**What the task requires:** Where a line below holds the string "already", copy that line.

**Provided records:**
========================================================================

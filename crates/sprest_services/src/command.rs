use std::sync::Arc;

use anyhow::Context;
use bytes::Bytes;
use reqwest::Response;
use reqwest::header::{CONTENT_TYPE, HeaderValue};
use sprest_app::{EnvironmentInfra, HttpInfra, SharepointCommandService};
use sprest_domain::{
    HeaderAction, RecycleBinItemId, ServerRelativeUrl, SharepointConfig, SharepointFile,
    SharepointFolder, odata_escape,
};
use tracing::{debug, info};

use crate::Error;
use crate::response::{decode, decode_recycle_id, validate};

enum RequestBody {
    Empty,
    Json(serde_json::Value),
    Binary(Bytes),
}

/// Issues the site's write operations through the configured infrastructure.
pub struct SprestCommandService<F> {
    infra: Arc<F>,
}

impl<F: HttpInfra + EnvironmentInfra> SprestCommandService<F> {
    pub fn new(infra: Arc<F>) -> Self {
        Self { infra }
    }

    async fn post(
        &self,
        config: &SharepointConfig,
        api_path: &str,
        action: HeaderAction,
        body: RequestBody,
    ) -> anyhow::Result<Response> {
        let url = config.api_url(api_path)?;
        let mut headers = action.headers();
        let body = match body {
            RequestBody::Empty => Bytes::new(),
            RequestBody::Json(value) => {
                headers.insert(CONTENT_TYPE, HeaderValue::from_static("application/json"));
                Bytes::from(serde_json::to_vec(&value)?)
            }
            RequestBody::Binary(content) => {
                headers.insert(
                    CONTENT_TYPE,
                    HeaderValue::from_static("application/octet-stream"),
                );
                content
            }
        };

        debug!(url = %url, action = %action, "Sending SharePoint request");
        let response = self.infra.http_post(&url, headers, body).await?;
        validate(response).await
    }
}

fn folder_endpoint(folder: &ServerRelativeUrl) -> String {
    format!(
        "_api/web/GetFolderByServerRelativeUrl('{}')",
        folder.odata_literal()
    )
}

fn file_endpoint(file: &ServerRelativeUrl) -> String {
    format!(
        "_api/web/GetFileByServerRelativeUrl('{}')",
        file.odata_literal()
    )
}

fn require(name: &'static str, value: &str) -> Result<(), Error> {
    if value.trim().is_empty() {
        return Err(Error::EmptyArgument(name));
    }
    Ok(())
}

#[async_trait::async_trait]
impl<F: HttpInfra + EnvironmentInfra> SharepointCommandService for SprestCommandService<F> {
    async fn delete_resource(&self, path: &str) -> anyhow::Result<()> {
        let config = self.infra.get_config();
        let folder = config.resolve(path);

        self.post(
            &config,
            &folder_endpoint(&folder),
            HeaderAction::DeleteResource,
            RequestBody::Empty,
        )
        .await
        .with_context(|| format!("Failed to delete folder {folder}"))?;

        info!(path = %folder, "Deleted folder");
        Ok(())
    }

    async fn delete_file(&self, path: &str, file_name: &str) -> anyhow::Result<()> {
        require("file name", file_name)?;
        let config = self.infra.get_config();
        let file = config.resolve(path).child(file_name);

        self.post(
            &config,
            &file_endpoint(&file),
            HeaderAction::DeleteResource,
            RequestBody::Empty,
        )
        .await
        .with_context(|| format!("Failed to delete file {file}"))?;

        info!(path = %file, "Deleted file");
        Ok(())
    }

    async fn create_folder(&self, folder_name: &str) -> anyhow::Result<SharepointFolder> {
        require("folder name", folder_name)?;
        let config = self.infra.get_config();
        let folder = config.resolve(folder_name);
        self.create(&config, folder).await
    }

    async fn create_folder_in(
        &self,
        path: &str,
        folder_name: &str,
    ) -> anyhow::Result<SharepointFolder> {
        require("folder name", folder_name)?;
        let config = self.infra.get_config();
        let folder = config.resolve(path).child(folder_name);
        self.create(&config, folder).await
    }

    async fn upload_file(
        &self,
        path: &str,
        file_name: &str,
        content: Bytes,
    ) -> anyhow::Result<SharepointFile> {
        require("file name", file_name)?;
        let config = self.infra.get_config();
        let folder = config.resolve(path);
        let size = content.len();
        let endpoint = format!(
            "{}/Files/add(overwrite=true,url='{}')",
            folder_endpoint(&folder),
            odata_escape(file_name)
        );

        let file = async {
            let response = self
                .post(
                    &config,
                    &endpoint,
                    HeaderAction::JsonNoMetadata,
                    RequestBody::Binary(content),
                )
                .await?;
            decode::<SharepointFile>(response).await
        }
        .await
        .with_context(|| format!("Failed to upload {file_name} to {folder}"))?;

        info!(path = %file.server_relative_url, size, "Uploaded file");
        Ok(file)
    }

    async fn recycle_resource(&self, path: &str) -> anyhow::Result<RecycleBinItemId> {
        let config = self.infra.get_config();
        let folder = config.resolve(path);
        let endpoint = format!("{}/recycle", folder_endpoint(&folder));

        let id = self
            .recycle(&config, &endpoint)
            .await
            .with_context(|| format!("Failed to recycle folder {folder}"))?;

        info!(path = %folder, id = %id, "Recycled folder");
        Ok(id)
    }

    async fn recycle_file(&self, path: &str, file_name: &str) -> anyhow::Result<RecycleBinItemId> {
        require("file name", file_name)?;
        let config = self.infra.get_config();
        let file = config.resolve(path).child(file_name);
        let endpoint = format!("{}/recycle", file_endpoint(&file));

        let id = self
            .recycle(&config, &endpoint)
            .await
            .with_context(|| format!("Failed to recycle file {file}"))?;

        info!(path = %file, id = %id, "Recycled file");
        Ok(id)
    }

    async fn restore_recycle_bin_resource(&self, id: RecycleBinItemId) -> anyhow::Result<()> {
        let config = self.infra.get_config();
        let endpoint = format!("_api/web/recyclebin('{id}')/restore");

        self.post(&config, &endpoint, HeaderAction::JsonNoMetadata, RequestBody::Empty)
            .await
            .with_context(|| format!("Failed to restore recycle bin item {id}"))?;

        info!(id = %id, "Restored recycle bin item");
        Ok(())
    }
}

impl<F: HttpInfra + EnvironmentInfra> SprestCommandService<F> {
    async fn create(
        &self,
        config: &SharepointConfig,
        folder: ServerRelativeUrl,
    ) -> anyhow::Result<SharepointFolder> {
        let body = serde_json::json!({ "ServerRelativeUrl": folder.as_str() });

        let created = async {
            let response = self
                .post(
                    config,
                    "_api/web/folders",
                    HeaderAction::JsonNoMetadata,
                    RequestBody::Json(body),
                )
                .await?;
            decode::<SharepointFolder>(response).await
        }
        .await
        .with_context(|| format!("Failed to create folder {folder}"))?;

        info!(path = %folder, "Created folder");
        Ok(created)
    }

    async fn recycle(
        &self,
        config: &SharepointConfig,
        endpoint: &str,
    ) -> anyhow::Result<RecycleBinItemId> {
        let response = self
            .post(config, endpoint, HeaderAction::JsonNoMetadata, RequestBody::Empty)
            .await?;
        decode_recycle_id(response).await
    }
}
use derive_more::{Display, From};
use serde::{Deserialize, Serialize};

/// A SharePoint path relative to the site's web root, e.g.
/// `/sites/team/Shared Documents/Reports`.
#[derive(Debug, Clone, Default, PartialEq, Eq, Hash, Display, From, Serialize, Deserialize)]
#[serde(transparent)]
pub struct ServerRelativeUrl(String);

impl ServerRelativeUrl {
    pub fn new(path: impl Into<String>) -> Self {
        Self(path.into())
    }

    pub fn as_str(&self) -> &str {
        &self.0
    }

    /// Appends `segment` verbatim. A slash shared by both sides of the seam
    /// is kept only once.
    pub fn join(&self, segment: &str) -> Self {
        match (self.0.ends_with('/'), segment.strip_prefix('/')) {
            (true, Some(rest)) => Self(format!("{}{}", self.0, rest)),
            _ => Self(format!("{}{}", self.0, segment)),
        }
    }

    /// Appends `name` as a child entry: `{self}/{name}`.
    pub fn child(&self, name: &str) -> Self {
        self.join(&format!("/{name}"))
    }

    /// Renders the path for use inside an OData string literal (`'...'`).
    pub fn odata_literal(&self) -> String {
        odata_escape(&self.0)
    }
}

impl From<&str> for ServerRelativeUrl {
    fn from(value: &str) -> Self {
        Self(value.to_string())
    }
}

/// Escapes a value for embedding between single quotes in an OData URL
/// segment. Quotes are doubled; characters that would otherwise terminate the
/// URL path are percent-encoded.
pub fn odata_escape(value: &str) -> String {
    let mut escaped = String::with_capacity(value.len());
    for ch in value.chars() {
        match ch {
            '\'' => escaped.push_str("''"),
            '%' => escaped.push_str("%25"),
            '#' => escaped.push_str("%23"),
            '?' => escaped.push_str("%3F"),
            other => escaped.push(other),
        }
    }
    escaped
}
use derive_more::Display;
use http::header::{ACCEPT, HeaderMap, HeaderName, HeaderValue, IF_MATCH};

pub const ACCEPT_NOMETADATA: &str = "application/json;odata=nometadata";

const X_HTTP_METHOD: HeaderName = HeaderName::from_static("x-http-method");

/// Header presets for the kinds of request the client issues.
#[derive(Debug, Clone, Copy, PartialEq, Eq, Display)]
pub enum HeaderAction {
    /// Tunnels a DELETE through POST and skips the ETag concurrency check.
    DeleteResource,
    /// Plain JSON without OData metadata envelopes.
    JsonNoMetadata,
}

impl HeaderAction {
    pub fn headers(&self) -> HeaderMap {
        let mut headers = HeaderMap::new();
        headers.insert(ACCEPT, HeaderValue::from_static(ACCEPT_NOMETADATA));
        if let HeaderAction::DeleteResource = self {
            headers.insert(X_HTTP_METHOD, HeaderValue::from_static("DELETE"));
            headers.insert(IF_MATCH, HeaderValue::from_static("*"));
        }
        headers
    }
}
mod infra;
mod services;

pub use infra::*;
pub use services::*;
pub use sprest_domain as domain;
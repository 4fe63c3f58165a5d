use anyhow::Context;
use reqwest::{Response, StatusCode};
use serde::Deserialize;
use serde::de::DeserializeOwned;
use sprest_domain::RecycleBinItemId;
use tracing::{debug, warn};

use crate::Error;

#[derive(Deserialize)]
struct ErrorEnvelope {
    #[serde(rename = "odata.error", alias = "error")]
    error: Option<ErrorBody>,
}

#[derive(Deserialize)]
struct ErrorBody {
    code: Option<String>,
    message: Option<ErrorMessage>,
}

#[derive(Deserialize)]
#[serde(untagged)]
enum ErrorMessage {
    Localized { value: String },
    Plain(String),
}

impl ErrorMessage {
    fn into_text(self) -> String {
        match self {
            ErrorMessage::Localized { value } => value,
            ErrorMessage::Plain(value) => value,
        }
    }
}

/// Passes successful responses through; turns anything else into
/// [`Error::Sharepoint`] using the error payload SharePoint sends back.
pub(crate) async fn validate(response: Response) -> anyhow::Result<Response> {
    let status = response.status();
    if status.is_success() {
        return Ok(response);
    }

    let url = response.url().clone();
    let body = response.text().await.unwrap_or_else(|error| {
        debug!(url = %url, error = %error, "Failed to read error response body");
        String::new()
    });
    let error = parse_error(status, &body);
    warn!(url = %url, status = %status, error = %error, "SharePoint rejected request");
    Err(error.into())
}

pub(crate) fn parse_error(status: StatusCode, body: &str) -> Error {
    let parsed = serde_json::from_str::<ErrorEnvelope>(body)
        .ok()
        .and_then(|envelope| envelope.error);

    let (code, message) = match parsed {
        Some(ErrorBody { code, message }) => (code, message.map(ErrorMessage::into_text)),
        None => (None, None),
    };

    let message = message
        .filter(|m| !m.trim().is_empty())
        .or_else(|| Some(body.trim().to_string()).filter(|b| !b.is_empty()))
        .unwrap_or_else(|| status.canonical_reason().unwrap_or("Unknown error").to_string());

    Error::Sharepoint { status, code, message }
}

pub(crate) async fn decode<T: DeserializeOwned>(response: Response) -> anyhow::Result<T> {
    let body = response
        .text()
        .await
        .context("Failed to read response body")?;
    serde_json::from_str(&body)
        .with_context(|| format!("Failed to decode {}", std::any::type_name::<T>()))
}

#[derive(Deserialize)]
struct ValueResponse {
    value: Option<serde_json::Value>,
}

/// Reads the `{"value": "<guid>"}` payload of a recycle call. An empty string
/// means SharePoint had nothing to recycle.
pub(crate) async fn decode_recycle_id(response: Response) -> anyhow::Result<RecycleBinItemId> {
    let payload: ValueResponse = decode(response).await?;
    match payload.value {
        Some(serde_json::Value::String(value)) if value.is_empty() => Ok(RecycleBinItemId::nil()),
        Some(serde_json::Value::String(value)) => value
            .parse()
            .map_err(|source| Error::InvalidRecycleId { value, source }.into()),
        _ => Err(Error::MissingRecycleId.into()),
    }
}

#[cfg(test)]
mod tests {
    use pretty_assertions::assert_eq;

    use super::*;

    fn response(status: u16, body: &str) -> Response {
        http::Response::builder()
            .status(status)
            .body(body.to_string())
            .unwrap()
            .into()
    }

    fn message(error: Error) -> (Option<String>, String) {
        match error {
            Error::Sharepoint { code, message, .. } => (code, message),
            other => panic!("unexpected error: {other:?}"),
        }
    }

    #[test]
    fn test_parse_nometadata_error() {
        let body = r#"{"odata.error":{"code":"-2147024894, System.IO.FileNotFoundException","message":{"lang":"en-US","value":"File Not Found."}}}"#;

        let actual = message(parse_error(StatusCode::NOT_FOUND, body));

        let expected = (
            Some("-2147024894, System.IO.FileNotFoundException".to_string()),
            "File Not Found.".to_string(),
        );
        assert_eq!(actual, expected);
    }

    #[test]
    fn test_parse_verbose_error() {
        let body = r#"{"error":{"code":"-2130575257, Microsoft.SharePoint.SPException","message":{"lang":"en-US","value":"A file or folder with the name already exists."}}}"#;

        let (code, actual) = message(parse_error(StatusCode::BAD_REQUEST, body));

        assert_eq!(code.as_deref(), Some("-2130575257, Microsoft.SharePoint.SPException"));
        assert_eq!(actual, "A file or folder with the name already exists.");
    }

    #[test]
    fn test_parse_plain_message_error() {
        let body = r#"{"error":{"code":"InvalidAuthenticationToken","message":"Access token has expired."}}"#;

        let (_, actual) = message(parse_error(StatusCode::UNAUTHORIZED, body));

        assert_eq!(actual, "Access token has expired.");
    }

    #[test]
    fn test_parse_non_json_body_falls_back_to_text() {
        let (code, actual) = message(parse_error(StatusCode::FORBIDDEN, "  Access denied  "));

        assert_eq!(code, None);
        assert_eq!(actual, "Access denied");
    }

    #[test]
    fn test_parse_empty_body_falls_back_to_reason() {
        let (_, actual) = message(parse_error(StatusCode::SERVICE_UNAVAILABLE, ""));

        assert_eq!(actual, "Service Unavailable");
    }

    #[tokio::test]
    async fn test_validate_passes_success() {
        let actual = validate(response(204, "")).await;
        assert!(actual.is_ok());
    }

    #[tokio::test]
    async fn test_validate_rejects_failure() {
        let actual = validate(response(500, "boom")).await.unwrap_err();
        let error = actual.downcast_ref::<Error>().unwrap();
        assert_eq!(error.status(), Some(StatusCode::INTERNAL_SERVER_ERROR));
        assert_eq!(
            error.to_string(),
            "SharePoint request failed with 500 Internal Server Error: boom"
        );
    }

    #[tokio::test]
    async fn test_decode_recycle_id() {
        let actual = decode_recycle_id(response(
            200,
            r#"{"value":"0f3c52d4-6f34-4f3b-b4c6-3d0c2c8f9a11"}"#,
        ))
        .await
        .unwrap();
        assert_eq!(actual.to_string(), "0f3c52d4-6f34-4f3b-b4c6-3d0c2c8f9a11");
    }

    #[tokio::test]
    async fn test_decode_recycle_id_empty_is_nil() {
        let actual = decode_recycle_id(response(200, r#"{"value":""}"#)).await.unwrap();
        assert!(actual.is_nil());
    }

    #[tokio::test]
    async fn test_decode_recycle_id_missing_value() {
        let actual = decode_recycle_id(response(200, r#"{}"#)).await.unwrap_err();
        assert!(matches!(
            actual.downcast_ref::<Error>(),
            Some(Error::MissingRecycleId)
        ));
    }

    #[tokio::test]
    async fn test_decode_recycle_id_malformed() {
        let actual = decode_recycle_id(response(200, r#"{"value":"nope"}"#))
            .await
            .unwrap_err();
        assert!(matches!(
            actual.downcast_ref::<Error>(),
            Some(Error::InvalidRecycleId { .. })
        ));
    }

    #[tokio::test]
    async fn test_decode_reports_type_on_bad_json() {
        let actual = decode::<sprest_domain::SharepointFolder>(response(200, "<html/>"))
            .await
            .unwrap_err();
        assert!(actual.to_string().starts_with("Failed to decode"));
    }
}
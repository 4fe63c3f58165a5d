mod mock_infra;

pub use mock_infra::*;
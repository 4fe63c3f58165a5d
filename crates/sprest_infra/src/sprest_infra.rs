use std::sync::Arc;

use bytes::Bytes;
use reqwest::Response;
use reqwest::header::HeaderMap;
use sprest_app::{EnvironmentInfra, HttpInfra};
use sprest_domain::SharepointConfig;
use url::Url;

use crate::env::SprestEnvironmentInfra;
use crate::http::SprestHttpInfra;

#[derive(Clone)]
pub struct SprestInfra {
    environment_service: Arc<SprestEnvironmentInfra>,
    http_service: Arc<SprestHttpInfra>,
}

impl SprestInfra {
    pub fn new(environment_service: SprestEnvironmentInfra) -> anyhow::Result<Self> {
        let config = environment_service.get_config();
        let http_service = Arc::new(SprestHttpInfra::new(&config)?);

        Ok(Self { environment_service: Arc::new(environment_service), http_service })
    }

    pub fn from_config(config: SharepointConfig) -> anyhow::Result<Self> {
        Self::new(SprestEnvironmentInfra::new(config))
    }
}

impl EnvironmentInfra for SprestInfra {
    fn get_config(&self) -> SharepointConfig {
        self.environment_service.get_config()
    }
}

#[async_trait::async_trait]
impl HttpInfra for SprestInfra {
    async fn http_post(
        &self,
        url: &Url,
        headers: HeaderMap,
        body: Bytes,
    ) -> anyhow::Result<Response> {
        self.http_service.http_post(url, headers, body).await
    }
}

========================================================================

**Solution for this exercise:**
        let body = r#"{"error":{"code":"-2130575257, Microsoft.SharePoint.SPException","message":{"lang":"en-US","value":"A file or folder with the name already exists."}}}"#;
        assert_eq!(actual, "A file or folder with the name already exists.");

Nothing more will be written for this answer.